//! The request pipeline.
//!
//! [`Gateway`] owns no request state of its own. Every shared structure lives
//! in the component that guards it, and each call to [`Gateway::handle`] walks
//! the same sequence: admission, routing, cache, budget, then the candidate
//! list under circuit-breaker control. The cache is keyed on the model the
//! plan would call first, and answers are stored under the model that served
//! them.

use crate::response::{
    ChatResponse, CostQuery, CostReport, HealthReport, ProviderHealth, ResponseUsage,
    TenantCosts, TenantView,
};
use crate::stream::{GatewayStream, MeteredStream};
use gateway_config::GatewayConfig;
use gateway_core::{
    AttemptFailure, ChunkStream, CompletionRequest, CompletionResponse, ErrorKind, GatewayError,
    GatewayRequest, LLMProvider, Locality, TenantConfig,
};
use gateway_providers::ProviderRegistry;
use gateway_resilience::{
    BreakerRegistry, CacheConfig, CircuitBreakerConfig, Fingerprint, RateLimiter, ResponseCache,
};
use gateway_routing::{
    ComplexityRouter, RouteCandidate, RoutePlan, RouterConfig, RoutingContext, TenantRegistry,
};
use gateway_telemetry::{CostConfig, CostTracker, Metrics, ModelPricing};
use std::future::Future;
use std::sync::Arc;
use std::time::Duration;
use tokio::time::Instant;
use tracing::{debug, info, instrument, warn, Instrument};

/// Adaptive LLM request gateway
pub struct Gateway {
    providers: ProviderRegistry,
    tenants: TenantRegistry,
    limiter: RateLimiter,
    cache: Arc<ResponseCache>,
    breakers: BreakerRegistry,
    router: ComplexityRouter,
    costs: Arc<CostTracker>,
    metrics: Arc<Metrics>,
}

impl std::fmt::Debug for Gateway {
    fn fmt(&self, f: &mut std::fmt::Formatter<'_>) -> std::fmt::Result {
        f.debug_struct("Gateway")
            .field("providers", &self.providers)
            .field("tenants", &self.tenants.len())
            .field("cache_entries", &self.cache.len())
            .finish_non_exhaustive()
    }
}

/// Successful walk of the candidate list
struct Served<T> {
    candidate: RouteCandidate,
    value: T,
    fallbacks: Vec<AttemptFailure>,
}

/// Errors that count against a provider's breaker
fn counts_against_breaker(error: &GatewayError) -> bool {
    matches!(
        error.kind(),
        ErrorKind::ProviderError | ErrorKind::Timeout | ErrorKind::StreamingError
    )
}

fn locality_label(locality: Locality) -> &'static str {
    match locality {
        Locality::Local => "local",
        Locality::Cloud => "cloud",
    }
}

## Task details
Retype the records above so that nothing differs from the original.

## Completed exercise
//! The request pipeline.
//!
//! [`Gateway`] owns no request state of its own. Every shared structure lives
//! in the component that guards it, and each call to [`Gateway::handle`] walks
//! the same sequence: admission, routing, cache, budget, then the candidate
//! list under circuit-breaker control. The cache is keyed on the model the
//! plan would call first, and answers are stored under the model that served
//! them.

use crate::response::{
    ChatResponse, CostQuery, CostReport, HealthReport, ProviderHealth, ResponseUsage,
    TenantCosts, TenantView,
};
use crate::stream::{GatewayStream, MeteredStream};
use gateway_config::GatewayConfig;
use gateway_core::{
    AttemptFailure, ChunkStream, CompletionRequest, CompletionResponse, ErrorKind, GatewayError,
    GatewayRequest, LLMProvider, Locality, TenantConfig,
};
use gateway_providers::ProviderRegistry;
use gateway_resilience::{
    BreakerRegistry, CacheConfig, CircuitBreakerConfig, Fingerprint, RateLimiter, ResponseCache,
};
use gateway_routing::{
    ComplexityRouter, RouteCandidate, RoutePlan, RouterConfig, RoutingContext, TenantRegistry,
};
use gateway_telemetry::{CostConfig, CostTracker, Metrics, ModelPricing};
use std::future::Future;
use std::sync::Arc;
use std::time::Duration;
use tokio::time::Instant;
use tracing::{debug, info, instrument, warn, Instrument};

/// Adaptive LLM request gateway
pub struct Gateway {
    providers: ProviderRegistry,
    tenants: TenantRegistry,
    limiter: RateLimiter,
    cache: Arc<ResponseCache>,
    breakers: BreakerRegistry,
    router: ComplexityRouter,
    costs: Arc<CostTracker>,
    metrics: Arc<Metrics>,
}

impl std::fmt::Debug for Gateway {
    fn fmt(&self, f: &mut std::fmt::Formatter<'_>) -> std::fmt::Result {
        f.debug_struct("Gateway")
            .field("providers", &self.providers)
            .field("tenants", &self.tenants.len())
            .field("cache_entries", &self.cache.len())
            .finish_non_exhaustive()
    }
}

/// Successful walk of the candidate list
struct Served<T> {
    candidate: RouteCandidate,
    value: T,
    fallbacks: Vec<AttemptFailure>,
}

/// Errors that count against a provider's breaker
fn counts_against_breaker(error: &GatewayError) -> bool {
    matches!(
        error.kind(),
        ErrorKind::ProviderError | ErrorKind::Timeout | ErrorKind::StreamingError
    )
}

fn locality_label(locality: Locality) -> &'static str {
    match locality {
        Locality::Local => "local",
        Locality::Cloud => "cloud",
    }
}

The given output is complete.